Parece una idea asumida y generalizada que hoy ya no existen los obreros, esa clase. Que ahora todos somos una mezcla entre ciudadanos y propietarios (aunque sea de un caniche), una suerte de protoempresarios (por alquilar el piso de la playa) o tal vez una especie de mandatarios estatales (por votar cada cuatro años).

Hoy ya, nos dirán algún día, no existen las dicotomías (en algunos coles tontos explicaran que la razón está en la caída del Muro). No hay izquierdas ni derechas, buenos ni malos, ricos ni pobres, Norte ni Sur: todo es un único mundo en el que cada cual tiene lo que se ha granjeado y en el que todo es entendible según los matices coyunturales con que sazonemos los comportamientos y decisiones para exculparlos de esa reminiscencia de moralidad y ética que ya no queda.

Hemos empezado por tragarnos el constructo de la no diferencia. El banquero que tiene su dinero en el mismo depósito que tú. Y ya somos todos iguales. Aún parece que se respetan algunas fronteras: es decir, hasta el momento nadie ha negado que haya ricos y pobres, pero ya empiezan a sobrevenir las sombras de, no utilicemos en vano la palabra igualdad, la no diferencia. Ya no hay obreros, sólo hay ciudadanos. Qué peligros conceptuales ha engendrado la democracia y su terminología de referencia. Todos pagamos impuestos (o deberíamos), todos transitamos las mismas autopistas para llegar a la playa, todos votamos, o sea,  todos nos parecemos bastante.  Pues no. Hay quienes sufren la crisis y quiénes no. Quienes ahorran “por si acaso” y quienes no se han enterado todavía de cuánto dinero tienen en el banco. Hay quienes saben cuánto gastan de gasolina al mes y quienes no recuerdan cuántos coches poseen.

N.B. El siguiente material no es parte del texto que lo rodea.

use crate::error::ExonMapError;
use crate::region::Region;
use crate::transcript::TranscriptRecord;
use itertools::Itertools;
use serde::{Deserialize, Serialize};

/// One entry from a UCSC UniProt annotation track (domains, structure,
/// localization, repeats). These tracks carry the same interval twice, as
/// chrom bounds and as thick bounds; the two must agree.
#[derive(Clone, Debug, Deserialize)]
pub struct AnnotationRecord {
    pub name: String,
    pub chrom: String,
    #[serde(rename = "chromStart")]
    pub chrom_start: u64,
    #[serde(rename = "chromEnd")]
    pub chrom_end: u64,
    #[serde(rename = "thickStart")]
    pub thick_start: u64,
    #[serde(rename = "thickEnd")]
    pub thick_end: u64,
    #[serde(rename = "uniProtId", default)]
    pub uni_prot_id: String,
}

impl AnnotationRecord {
    /// Decode into a region, failing loudly when the two coordinate
    /// representations disagree.
    pub fn region(&self) -> Result<Region, ExonMapError> {
        if self.chrom_start != self.thick_start || self.chrom_end != self.thick_end {
            return Err(ExonMapError::AnnotationIntegrity(format!(
                "annotation '{}' on {} reports chrom bounds {}..{} but thick bounds {}..{}",
                self.name,
                self.chrom,
                self.chrom_start,
                self.chrom_end,
                self.thick_start,
                self.thick_end
            )));
        }
        Region::new(
            self.name.clone(),
            self.chrom.clone(),
            self.chrom_start,
            self.chrom_end,
        )
    }
}

#[derive(Clone, Debug, Serialize)]
pub struct TrackEntry {
    pub name: String,
    pub regions: Vec<Region>,
}

/// Ordered mapping from track name to its regions. Insertion order is the
/// vertical render order; names are unique per collection.
#[derive(Clone, Debug, Default, Serialize)]
#[serde(transparent)]
pub struct TrackMap {
    tracks: Vec<TrackEntry>,
}

impl TrackMap {
    pub fn push(
        &mut self,
        name: impl Into<String>,
        regions: Vec<Region>,
    ) -> Result<(), ExonMapError> {
        let name = name.into();
        if self.tracks.iter().any(|entry| entry.name == name) {
            return Err(ExonMapError::String(format!(
                "duplicate track name '{name}'"
            )));
        }
        self.tracks.push(TrackEntry { name, regions });
        Ok(())
    }

    pub fn iter(&self) -> impl Iterator<Item = &TrackEntry> {
        self.tracks.iter()
    }

    pub fn regions(&self, name: &str) -> Option<&[Region]> {
        self.tracks
            .iter()
            .find(|entry| entry.name == name)
            .map(|entry| entry.regions.as_slice())
    }

    pub fn len(&self) -> usize {
        self.tracks.len()
    }

    pub fn is_empty(&self) -> bool {
        self.tracks.is_empty()
    }
}

/// Regions for one annotation track: keep only entries for `protein_id`,
/// decode them, and order them by genomic start.
pub fn annotation_track(
    records: &[AnnotationRecord],
    protein_id: &str,
) -> Result<Vec<Region>, ExonMapError> {
    let regions: Vec<Region> = records
        .iter()
        .filter(|record| record.uni_prot_id == protein_id)
        .map(AnnotationRecord::region)
        .collect::<Result<_, _>>()?;
    Ok(regions
        .into_iter()
        .sorted_by_key(|region| (region.start(), region.end()))
        .collect())
}

/// Build the full track mapping for one transcript: exons first, then the
/// coding sequence, then each annotation track that has surviving entries.
pub fn assemble_tracks(
    transcript: &TranscriptRecord,
    annotations: &[(String, Vec<AnnotationRecord>)],
) -> Result<TrackMap, ExonMapError> {
    let mut map = TrackMap::default();
    map.push("exons", transcript.exon_regions()?)?;
    map.push("coding", vec![transcript.coding_region()?])?;
    if let Some(protein_id) = transcript.protein_id() {
        for (name, records) in annotations {
            let regions = annotation_track(records, protein_id)?;
            if !regions.is_empty() {
                map.push(name.clone(), regions)?;
            }
        }
    }
    Ok(map)
}
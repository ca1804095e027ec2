use anyhow::{bail, Context, Result};
use exonmap::fetch::{CachedFetcher, FileCache, HttpFetcher, DEFAULT_CACHE_DIR, DEFAULT_CACHE_TTL};
use exonmap::layout::{layout_tracks, LayoutSettings};
use exonmap::lookup::transcript_tracks;
use exonmap::render_svg::svg_string;
use exonmap::report::{json_report, text_report};
use std::{env, fs};

#[derive(Clone, Copy, Debug, PartialEq, Eq)]
enum Format {
    Text,
    Json,
    Svg,
}

struct Args {
    transcript_id: String,
    format: Format,
    out: Option<String>,
    cache_dir: String,
    no_cache: bool,
    verbose: bool,
}

fn usage() {
    eprintln!(
        "Usage:\n  \
  exonmap [--format text|json|svg] [--out PATH] [--cache-dir PATH] [--no-cache] [--verbose] TRANSCRIPT_ID\n\n  \
  TRANSCRIPT_ID is an unversioned Ensembl accession, e.g. ENST00000357033"
    );
}

fn parse_args() -> Result<Args> {
    let argv: Vec<String> = env::args().skip(1).collect();
    let mut format = Format::Text;
    let mut out = None;
    let mut cache_dir = DEFAULT_CACHE_DIR.to_string();
    let mut no_cache = false;
    let mut verbose = false;
    let mut transcript_id = None;

    let mut i = 0;
    while i < argv.len() {
        match argv[i].as_str() {
            "--format" | "-f" => {
                i += 1;
                let value = argv.get(i).context("--format needs a value")?;
                format = match value.as_str() {
                    "text" => Format::Text,
                    "json" => Format::Json,
                    "svg" => Format::Svg,
                    other => bail!("Unknown format '{other}', expected text|json|svg"),
                };
            }
            "--out" | "-o" => {
                i += 1;
                out = Some(argv.get(i).context("--out needs a path")?.clone());
            }
            "--cache-dir" => {
                i += 1;
                cache_dir = argv.get(i).context("--cache-dir needs a path")?.clone();
            }
            "--no-cache" => no_cache = true,
            "--verbose" | "-v" => verbose = true,
            flag if flag.starts_with('-') => {
                usage();
                bail!("Unknown flag '{flag}'");
            }
            id => {
                if transcript_id.replace(id.to_string()).is_some() {
                    usage();
                    bail!("Only one transcript id may be given");
                }
            }
        }
        i += 1;
    }

    let Some(transcript_id) = transcript_id else {
        usage();
        bail!("Missing transcript id");
    };
    Ok(Args {
        transcript_id,
        format,
        out,
        cache_dir,
        no_cache,
        verbose,
    })
}

fn emit(content: &str, out: Option<&str>) -> Result<()> {
    match out {
        Some(path) => {
            fs::write(path, content).with_context(|| format!("Could not write '{path}'"))?;
        }
        None => print!("{content}"),
    }
    Ok(())
}

fn run() -> Result<()> {
    let args = parse_args()?;
    let level = if args.verbose {
        log::Level::Debug
    } else {
        log::Level::Info
    };
    simple_logger::init_with_level(level).context("Could not initialize logging")?;

    let result = if args.no_cache {
        transcript_tracks(&HttpFetcher::new(), &args.transcript_id)?
    } else {
        let cache = FileCache::new(&args.cache_dir, DEFAULT_CACHE_TTL);
        let fetcher = CachedFetcher::new(HttpFetcher::new(), cache);
        transcript_tracks(&fetcher, &args.transcript_id)?
    };

    let content = match args.format {
        Format::Text => text_report(&result),
        Format::Json => json_report(&result)?,
        Format::Svg => {
            let drawing = layout_tracks(&result.tracks, result.offset, &LayoutSettings::default());
            svg_string(&drawing)
        }
    };
    emit(&content, args.out.as_deref())
}

fn main() {
    if let Err(e) = run() {
        eprintln!("{e:#}");
        std::process::exit(1);
    }
}
use crate::layout::{Drawing, Primitive};
use std::io::{self, Write};
use svg::node::element::{Rectangle, Text};
use svg::Document;

const FONT_SIZE: i32 = 10;
const FONT_FAMILY: &str = "Courier";

/// Serialize a drawing into an SVG document. No layout decisions happen here;
/// primitives are added in list order, so later entries paint on top.
pub fn document_from_drawing(drawing: &Drawing) -> Document {
    let mut doc = Document::new()
        .set("viewBox", (0.0, 0.0, drawing.width, drawing.height))
        .set("width", drawing.width)
        .set("height", drawing.height);
    for primitive in &drawing.primitives {
        doc = match primitive {
            Primitive::Rect {
                x,
                y,
                width,
                height,
                fill,
            } => doc.add(
                Rectangle::new()
                    .set("x", *x)
                    .set("y", *y)
                    .set("width", *width)
                    .set("height", *height)
                    .set("fill", fill.as_str()),
            ),
            Primitive::Text { x, y, text } => doc.add(
                Text::new(text.clone())
                    .set("x", *x)
                    .set("y", *y)
                    .set("font-size", FONT_SIZE)
                    .set("font-family", FONT_FAMILY)
                    .set("text-anchor", "middle")
                    .set("fill", "#000000"),
            ),
        };
    }
    doc
}

pub fn svg_string(drawing: &Drawing) -> String {
    document_from_drawing(drawing).to_string()
}

pub fn write_svg<T>(drawing: &Drawing, target: T) -> io::Result<()>
where
    T: Write,
{
    svg::write(target, &document_from_drawing(drawing))
}

#[cfg(test)]
mod tests {
    use super::*;

    fn drawing() -> Drawing {
        Drawing {
            width: 220.0,
            height: 60.0,
            primitives: vec![
                Primitive::Rect {
                    x: 60.0,
                    y: 0.0,
                    width: 100.0,
                    height: 20.0,
                    fill: "#F3C300".to_string(),
                },
                Primitive::Text {
                    x: 110.0,
                    y: 17.0,
                    text: "1".to_string(),
                },
            ],
        }
    }

    #[test]
    fn test_document_extent() {
        let text = svg_string(&drawing());
        assert!(text.contains(r#"width="220""#));
        assert!(text.contains(r#"height="60""#));
        assert!(text.contains("viewBox"));
    }

    #[test]
    fn test_paint_order_matches_primitive_order() {
        let text = svg_string(&drawing());
        let rect_at = text.find("<rect").unwrap();
        let text_at = text.find("<text").unwrap();
        assert!(rect_at < text_at);
        assert!(text.contains(r##"fill="#F3C300""##));
        assert!(text.contains(r#"text-anchor="middle""#));
    }

    #[test]
    fn test_write_to_buffer() {
        let mut buffer = Vec::new();
        write_svg(&drawing(), &mut buffer).unwrap();
        assert!(String::from_utf8(buffer).unwrap().contains("<svg"));
    }
}
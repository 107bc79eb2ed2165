// src/search/console.rs
// =============================================================================
// The interactive search prompt.
//
// Loop:
// 1. Print the prompt
// 2. Read one line; "/exit_search" or end of input stops the loop
// 3. Tokenize, rank, print a URL / relevance table (or "No results found.")
//
// Input and output are passed in, so the loop runs the same against stdin/
// stdout and against in-memory buffers in tests.
// =============================================================================

use super::query::tokenize_query;
use super::rank::{RankedResult, Ranker};
use anyhow::Result;
use std::io::Write;
use tokio::io::{AsyncBufRead, AsyncBufReadExt};
use tracing::error;

/// The line that ends the interactive loop.
pub const EXIT_COMMAND: &str = "/exit_search";

const URL_WIDTH: usize = 60;

/// Runs the prompt until the exit command or end of input.
///
/// Returns the number of queries answered.
pub async fn run_console<R, W>(ranker: &Ranker, input: R, out: &mut W) -> Result<usize>
where
    R: AsyncBufRead + Unpin,
    W: Write,
{
    let mut lines = input.lines();
    let mut answered = 0;

    loop {
        write!(
            out,
            "\x1b[1;33mEnter your search query (or type {} to exit): \x1b[0m",
            EXIT_COMMAND
        )?;
        out.flush()?;

        let Some(line) = lines.next_line().await? else {
            writeln!(out)?;
            break;
        };
        let line = line.trim();
        if line == EXIT_COMMAND {
            break;
        }

        let words = tokenize_query(line);
        match ranker.ranked_documents(&words).await {
            Ok(results) => {
                write!(out, "{}", format_table(&results))?;
                answered += 1;
            }
            // A broken store should not kill the prompt
            Err(e) => {
                error!(error = %format!("{:#}", e), "search failed");
                writeln!(out, "Search failed: {}", e)?;
            }
        }
    }

    Ok(answered)
}

/// Renders results as a human-readable table.
pub fn format_table(results: &[RankedResult]) -> String {
    if results.is_empty() {
        return "No results found.\n".to_string();
    }

    let rule = "-".repeat(URL_WIDTH + 12);
    let mut table = String::new();
    table.push_str(&format!("{}\n", rule));
    table.push_str(&format!("{:<width$} {:<10}\n", "URL", "RELEVANCE", width = URL_WIDTH));
    table.push_str(&format!("{}\n", rule));
    for result in results {
        table.push_str(&format!(
            "{:<width$} {:<10}\n",
            truncate_url(&result.url),
            result.score,
            width = URL_WIDTH
        ));
    }
    table.push_str(&format!("{}\n", rule));
    table
}

// Truncate URL if too long for display
fn truncate_url(url: &str) -> String {
    if url.chars().count() > URL_WIDTH - 3 {
        let head: String = url.chars().take(URL_WIDTH - 6).collect();
        format!("{}...", head)
    } else {
        url.to_string()
    }
}
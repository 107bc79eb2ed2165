// src/search/rank.rs
// =============================================================================
// This module ranks documents for a query.
//
// Scoring: a document's score is the SUM of the frequencies of every query
// word it contains. A page with "ocean" x1 and "blue" x2 scores 3 for the
// query "ocean blue", exactly like a page with "ocean" x3.
//
// Ordering: highest score first; equal scores are ordered by URL so the same
// index always gives the same result list.
// =============================================================================

use crate::store::Store;
use anyhow::Result;
use serde::Serialize;
use std::collections::HashMap;
use std::sync::Arc;
use tracing::debug;

/// One search hit.
#[derive(Debug, Clone, PartialEq, Eq, Serialize)]
pub struct RankedResult {
    pub url: String,
    pub score: u64,
}

/// Answers queries from a Store. Cheap to clone.
#[derive(Clone)]
pub struct Ranker {
    store: Arc<dyn Store>,
}

impl Ranker {
    pub fn new(store: Arc<dyn Store>) -> Self {
        Self { store }
    }

    /// Ranks every document that contains at least one of `words`.
    ///
    /// `words` should already be normalized (see `tokenize_query`). An empty
    /// query or a query nothing matches gives an empty list.
    pub async fn ranked_documents(&self, words: &[String]) -> Result<Vec<RankedResult>> {
        let mut scores: HashMap<String, u64> = HashMap::new();

        for (i, word) in words.iter().enumerate() {
            // Repeated words are only counted once
            if words[..i].contains(word) {
                continue;
            }
            for posting in self.store.postings(word).await? {
                *scores.entry(posting.url).or_insert(0) += u64::from(posting.frequency);
            }
        }

        let results = sort_results(scores);
        debug!(words = words.len(), results = results.len(), "query ranked");
        Ok(results)
    }
}

fn sort_results(scores: HashMap<String, u64>) -> Vec<RankedResult> {
    let mut results: Vec<RankedResult> = scores
        .into_iter()
        .map(|(url, score)| RankedResult { url, score })
        .collect();
    results.sort_by(|a, b| b.score.cmp(&a.score).then_with(|| a.url.cmp(&b.url)));
    results
}

#[cfg(test)]
mod tests {
    use super::*;
    use crate::index::TermCount;
    use crate::store::MemoryStore;

    async fn store_with(pages: &[(&str, &[(&str, u32)])]) -> Arc<MemoryStore> {
        let store = Arc::new(MemoryStore::new());
        for (url, terms) in pages {
            let id = store.insert_document(url, "").await.unwrap();
            let terms: Vec<TermCount> = terms.iter().map(|(w, f)| TermCount::new(*w, *f)).collect();
            store.insert_words(id, &terms).await.unwrap();
        }
        store
    }

    fn words(list: &[&str]) -> Vec<String> {
        list.iter().map(|w| w.to_string()).collect()
    }

    fn result(url: &str, score: u64) -> RankedResult {
        RankedResult { url: url.to_string(), score }
    }

    #[tokio::test]
    async fn test_scores_are_summed_and_ties_ordered_by_url() {
        let store = store_with(&[
            ("https://a.test/", &[("ocean", 3)]),
            ("https://b.test/", &[("ocean", 1), ("blue", 2)]),
        ])
        .await;
        let ranker = Ranker::new(store);

        let results = ranker.ranked_documents(&words(&["ocean", "blue"])).await.unwrap();

        // 3 vs 1 + 2: a tie, broken by URL
        assert_eq!(results, vec![result("https://a.test/", 3), result("https://b.test/", 3)]);
    }

    #[tokio::test]
    async fn test_higher_sum_ranks_first() {
        let store = store_with(&[
            ("https://a.test/", &[("ocean", 3)]),
            ("https://b.test/", &[("ocean", 2), ("blue", 2)]),
            ("https://c.test/", &[("blue", 1)]),
        ])
        .await;
        let ranker = Ranker::new(store);

        let results = ranker.ranked_documents(&words(&["ocean", "blue"])).await.unwrap();

        assert_eq!(
            results,
            vec![
                result("https://b.test/", 4),
                result("https://a.test/", 3),
                result("https://c.test/", 1),
            ]
        );
    }

    #[tokio::test]
    async fn test_empty_query_and_no_matches() {
        let store = store_with(&[("https://a.test/", &[("ocean", 3)])]).await;
        let ranker = Ranker::new(store);

        assert!(ranker.ranked_documents(&[]).await.unwrap().is_empty());
        assert!(ranker.ranked_documents(&words(&["desert"])).await.unwrap().is_empty());
    }

    #[tokio::test]
    async fn test_repeated_query_word_counts_once() {
        let store = store_with(&[("https://a.test/", &[("ocean", 3)])]).await;
        let ranker = Ranker::new(store);

        let results = ranker.ranked_documents(&words(&["ocean", "ocean"])).await.unwrap();
        assert_eq!(results, vec![result("https://a.test/", 3)]);
    }
}
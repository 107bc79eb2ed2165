// src/main.rs
// =============================================================================
// This is the entry point of the spider-search binary.
//
// What happens here:
// 1. Parse command-line arguments using clap
// 2. Set up logging (tracing) and load Config.ini
// 3. Dispatch to the subcommand handler
// 4. Exit with proper code (0 = success, 1 = search found nothing, 2 = error)
// =============================================================================

mod cli;

use anyhow::{anyhow, Context, Result};
use clap::Parser;
use cli::{Cli, Commands};
use spider_search::config::Settings;
use spider_search::crawl::CrawlReport;
use spider_search::search::{self, RankedResult, Ranker};
use spider_search::{build_spider, open_store};
use tokio::net::TcpListener;
use tokio::sync::oneshot;
use tracing::info;
use tracing_subscriber::{layer::SubscriberExt, util::SubscriberInitExt, EnvFilter};

#[tokio::main]
async fn main() {
    tracing_subscriber::registry()
        .with(EnvFilter::try_from_default_env().unwrap_or_else(|_| EnvFilter::new("info")))
        .with(tracing_subscriber::fmt::layer().with_writer(std::io::stderr))
        .init();

    let exit_code = match run().await {
        Ok(code) => code,
        Err(e) => {
            eprintln!("Error: {:#}", e);
            2
        }
    };

    std::process::exit(exit_code);
}

async fn run() -> Result<i32> {
    let cli = Cli::parse();

    // A missing or incomplete config file stops us here
    let settings = Settings::load(&cli.config)
        .with_context(|| format!("failed to load configuration from {}", cli.config.display()))?;
    info!(config = %cli.config.display(), "configuration loaded");

    match cli.command.unwrap_or(Commands::Run) {
        Commands::Run => handle_run(settings).await,
        Commands::Crawl { seed, max_depth } => handle_crawl(settings, seed, max_depth).await,
        Commands::Search { words, json } => handle_search(settings, &words.join(" "), json).await,
        Commands::Serve => handle_serve(settings).await,
    }
}

// Handles the default 'run' command: the HTTP server starts right away, the
// crawl runs to completion, then the console prompt takes over. Leaving the
// prompt stops the server.
async fn handle_run(settings: Settings) -> Result<i32> {
    let store = open_store(&settings).await?;
    let ranker = Ranker::new(store.clone());

    let listener = bind(&settings).await?;
    let app = search::router(ranker.clone(), settings.server.request_timeout);
    let (stop_tx, stop_rx) = oneshot::channel::<()>();
    let server = tokio::spawn(search::serve(listener, app, async move {
        let _ = stop_rx.await;
    }));

    println!("🔍 Crawling: {}", settings.spider.start_url);
    println!("📊 Max crawl depth: {}", settings.spider.max_depth);
    let spider = build_spider(&settings, store)?;
    let report = spider.run(&settings.spider.start_url).await?;
    print_report(&report);

    let stdin = tokio::io::BufReader::new(tokio::io::stdin());
    let mut stdout = std::io::stdout();
    search::run_console(&ranker, stdin, &mut stdout).await?;

    let _ = stop_tx.send(());
    server
        .await
        .map_err(|e| anyhow!("HTTP server task failed: {}", e))??;

    info!("application finished");
    Ok(0)
}

// Handles the 'crawl' command
async fn handle_crawl(
    mut settings: Settings,
    seed: Option<String>,
    max_depth: Option<usize>,
) -> Result<i32> {
    if let Some(seed) = seed {
        settings.spider.start_url = seed;
    }
    if let Some(max_depth) = max_depth {
        settings.spider.max_depth = max_depth;
    }

    println!("🔍 Crawling: {}", settings.spider.start_url);
    println!("📊 Max crawl depth: {}", settings.spider.max_depth);

    let store = open_store(&settings).await?;
    let spider = build_spider(&settings, store)?;
    let report = spider.run(&settings.spider.start_url).await?;
    print_report(&report);
    Ok(0)
}

// Handles the 'search' command
async fn handle_search(settings: Settings, query: &str, json: bool) -> Result<i32> {
    if settings.database.is_none() {
        eprintln!("⚠️  No [database] configured: the in-memory index starts empty");
    }
    let store = open_store(&settings).await?;
    let ranker = Ranker::new(store);

    let words = search::tokenize_query(query);
    let results = ranker.ranked_documents(&words).await?;
    print_results(&results, json)?;

    if results.is_empty() {
        Ok(1)
    } else {
        Ok(0)
    }
}

// Handles the 'serve' command
async fn handle_serve(settings: Settings) -> Result<i32> {
    let store = open_store(&settings).await?;
    let app = search::router(Ranker::new(store), settings.server.request_timeout);
    let listener = bind(&settings).await?;

    search::serve(listener, app, async {
        let _ = tokio::signal::ctrl_c().await;
    })
    .await?;
    Ok(0)
}

async fn bind(settings: &Settings) -> Result<TcpListener> {
    let port = settings.server.port;
    TcpListener::bind(("0.0.0.0", port))
        .await
        .with_context(|| format!("failed to bind HTTP server to port {}", port))
}

// Prints the results either as a table or JSON
fn print_results(results: &[RankedResult], json: bool) -> Result<()> {
    if json {
        let json_output = serde_json::to_string_pretty(results)?;
        println!("{}", json_output);
    } else {
        print!("{}", search::format_table(results));
    }
    Ok(())
}

fn print_report(report: &CrawlReport) {
    println!();
    println!("📊 Summary:");
    println!("   ✅ Indexed: {}", report.indexed);
    println!("   ❌ Failed: {}", report.failed);
    println!("   ⏭️  Beyond max depth: {}", report.skipped);
    println!();
}
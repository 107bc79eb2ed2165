// src/config.rs
// =============================================================================
// This module loads the application configuration.
//
// File format (INI-like):
//
//   ; comment            # also a comment
//   [spider]
//   start_url = https://example.com
//   recursion_depth = 2
//
// - A `[section]` header prefixes every following key as `section.key`
// - Keys and values are trimmed; the last duplicate key wins
// - Lines that are neither a header nor `key = value` are skipped silently
//
// The raw key/value map (`Config`) is turned into typed `Settings` once at
// startup. A missing required key is fatal: the process never starts with a
// half-valid configuration.
// =============================================================================

use std::collections::HashMap;
use std::fmt::Display;
use std::num::NonZeroUsize;
use std::path::{Path, PathBuf};
use std::str::FromStr;
use std::time::Duration;
use thiserror::Error;
use tracing::debug;

/// Errors raised while loading configuration. All of them are startup-fatal.
#[derive(Error, Debug)]
pub enum ConfigError {
    #[error("failed to read config file {path}: {source}")]
    Io {
        path: PathBuf,
        #[source]
        source: std::io::Error,
    },

    #[error("config key not found: {0}")]
    MissingKey(String),

    #[error("invalid value for config key {key}: {reason}")]
    InvalidValue { key: String, reason: String },
}

// The flat `section.key -> value` map read from a config file
#[derive(Debug, Clone, Default)]
pub struct Config {
    settings: HashMap<String, String>,
}

impl Config {
    /// Reads and parses a config file from disk.
    pub fn from_file(path: impl AsRef<Path>) -> Result<Self, ConfigError> {
        let path = path.as_ref();
        let text = std::fs::read_to_string(path).map_err(|source| ConfigError::Io {
            path: path.to_path_buf(),
            source,
        })?;
        Ok(Self::parse(&text))
    }

    /// Parses config text. Never fails: malformed lines are ignored.
    pub fn parse(text: &str) -> Self {
        let mut settings = HashMap::new();
        let mut section = String::new();

        for line in text.lines() {
            let line = line.trim();

            if line.is_empty() || line.starts_with(';') || line.starts_with('#') {
                continue;
            }

            if line.len() >= 2 && line.starts_with('[') && line.ends_with(']') {
                section = line[1..line.len() - 1].trim().to_string();
                continue;
            }

            // `key = value`; anything without '=' or with an empty key is skipped
            let Some((key, value)) = line.split_once('=') else {
                continue;
            };
            let key = key.trim();
            if key.is_empty() {
                continue;
            }

            let key = if section.is_empty() {
                key.to_string()
            } else {
                format!("{}.{}", section, key)
            };
            settings.insert(key, value.trim().to_string());
        }

        Self { settings }
    }

    /// Returns the value of a required key.
    pub fn get(&self, key: &str) -> Result<&str, ConfigError> {
        match self.settings.get(key) {
            Some(value) => {
                debug!(key, value = %value, "accessing config");
                Ok(value)
            }
            None => Err(ConfigError::MissingKey(key.to_string())),
        }
    }

    /// Returns the value of an optional key.
    pub fn get_opt(&self, key: &str) -> Option<&str> {
        self.settings.get(key).map(String::as_str)
    }

    /// Parses a required key into any `FromStr` type.
    pub fn get_parsed<T>(&self, key: &str) -> Result<T, ConfigError>
    where
        T: FromStr,
        T::Err: Display,
    {
        parse_value(key, self.get(key)?)
    }

    /// Parses an optional key, falling back to `default` when it is absent.
    pub fn get_parsed_or<T>(&self, key: &str, default: T) -> Result<T, ConfigError>
    where
        T: FromStr,
        T::Err: Display,
    {
        match self.get_opt(key) {
            Some(raw) => parse_value(key, raw),
            None => Ok(default),
        }
    }

    fn has_section(&self, section: &str) -> bool {
        let prefix = format!("{}.", section);
        self.settings.keys().any(|key| key.starts_with(&prefix))
    }
}

fn parse_value<T>(key: &str, raw: &str) -> Result<T, ConfigError>
where
    T: FromStr,
    T::Err: Display,
{
    raw.parse().map_err(|e: T::Err| ConfigError::InvalidValue {
        key: key.to_string(),
        reason: e.to_string(),
    })
}

/// Crawl scheduler settings (`[spider]` section).
#[derive(Debug, Clone)]
pub struct SpiderSettings {
    pub start_url: String,
    /// Tasks at this depth or deeper are never processed. The seed is depth 0.
    pub max_depth: usize,
    pub workers: usize,
    pub fetch_timeout: Duration,
    pub user_agent: String,
}

/// HTTP search surface settings (`[server]` section).
#[derive(Debug, Clone)]
pub struct ServerSettings {
    pub port: u16,
    pub request_timeout: Duration,
}

/// PostgreSQL connection settings (`[database]` section).
#[derive(Debug, Clone)]
pub struct DatabaseSettings {
    pub host: String,
    pub port: u16,
    pub name: String,
    pub user: String,
    pub password: String,
}

impl DatabaseSettings {
    /// Builds a libpq-style connection string for tokio-postgres.
    pub fn connection_string(&self) -> String {
        format!(
            "host={} port={} dbname={} user={} password={}",
            self.host, self.port, self.name, self.user, self.password
        )
    }
}

/// Everything the application needs, validated.
#[derive(Debug, Clone)]
pub struct Settings {
    pub spider: SpiderSettings,
    pub server: ServerSettings,
    /// `None` means the in-memory store is used.
    pub database: Option<DatabaseSettings>,
}

impl Settings {
    /// Loads and validates settings from a config file.
    pub fn load(path: impl AsRef<Path>) -> Result<Self, ConfigError> {
        Self::from_config(&Config::from_file(path)?)
    }

    pub fn from_config(config: &Config) -> Result<Self, ConfigError> {
        let default_workers = std::thread::available_parallelism()
            .map(NonZeroUsize::get)
            .unwrap_or(4);

        let workers: usize = config.get_parsed_or("spider.workers", default_workers)?;
        if workers == 0 {
            return Err(ConfigError::InvalidValue {
                key: "spider.workers".to_string(),
                reason: "must be at least 1".to_string(),
            });
        }

        let spider = SpiderSettings {
            start_url: config.get("spider.start_url")?.to_string(),
            max_depth: config.get_parsed("spider.recursion_depth")?,
            workers,
            fetch_timeout: Duration::from_secs(
                config.get_parsed_or("spider.fetch_timeout_secs", 10)?,
            ),
            user_agent: config
                .get_opt("spider.user_agent")
                .map(str::to_string)
                .unwrap_or_else(|| {
                    format!("{}/{}", env!("CARGO_PKG_NAME"), env!("CARGO_PKG_VERSION"))
                }),
        };

        let server = ServerSettings {
            port: config.get_parsed("server.server_port")?,
            request_timeout: Duration::from_secs(
                config.get_parsed_or("server.request_timeout_secs", 5)?,
            ),
        };

        // The database section is all-or-nothing: once it exists, every key is required
        let database = if config.has_section("database") {
            Some(DatabaseSettings {
                host: config.get("database.db_host")?.to_string(),
                port: config.get_parsed("database.db_port")?,
                name: config.get("database.db_name")?.to_string(),
                user: config.get("database.db_user")?.to_string(),
                password: config.get("database.db_password")?.to_string(),
            })
        } else {
            None
        };

        Ok(Self {
            spider,
            server,
            database,
        })
    }
}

Podemos admitir una resemantización del término “obrero”. Podemos llamarle “X” o podemos simplemente llamarle  oprimido pero la diferencia es sustancial: los que poseen (los medios de producción, siguiendo los postulados marxistas tan plenamente vigentes) y los que no. Y no ha sido sustancialmente  modificada sino simbólicamente recreada para convencernos de que todos luchamos por la misma causa: el Estado, la paz, el equilibrio. Hemos ingeniado un sistema para que el obrero enriquezca más al poderoso (los préstamos) y le hemos colgado el sanbenito de “propietario” mientras que el abismo entre los propietarios “de verdad” y el dueño del opel corsa sigue siendo atroz.

No hacen falta construcciones teóricas complejas para sostener que siguen existiendo obreros y que sólo a unos cuantos beneficia que éstos no tengan conciencia del tal.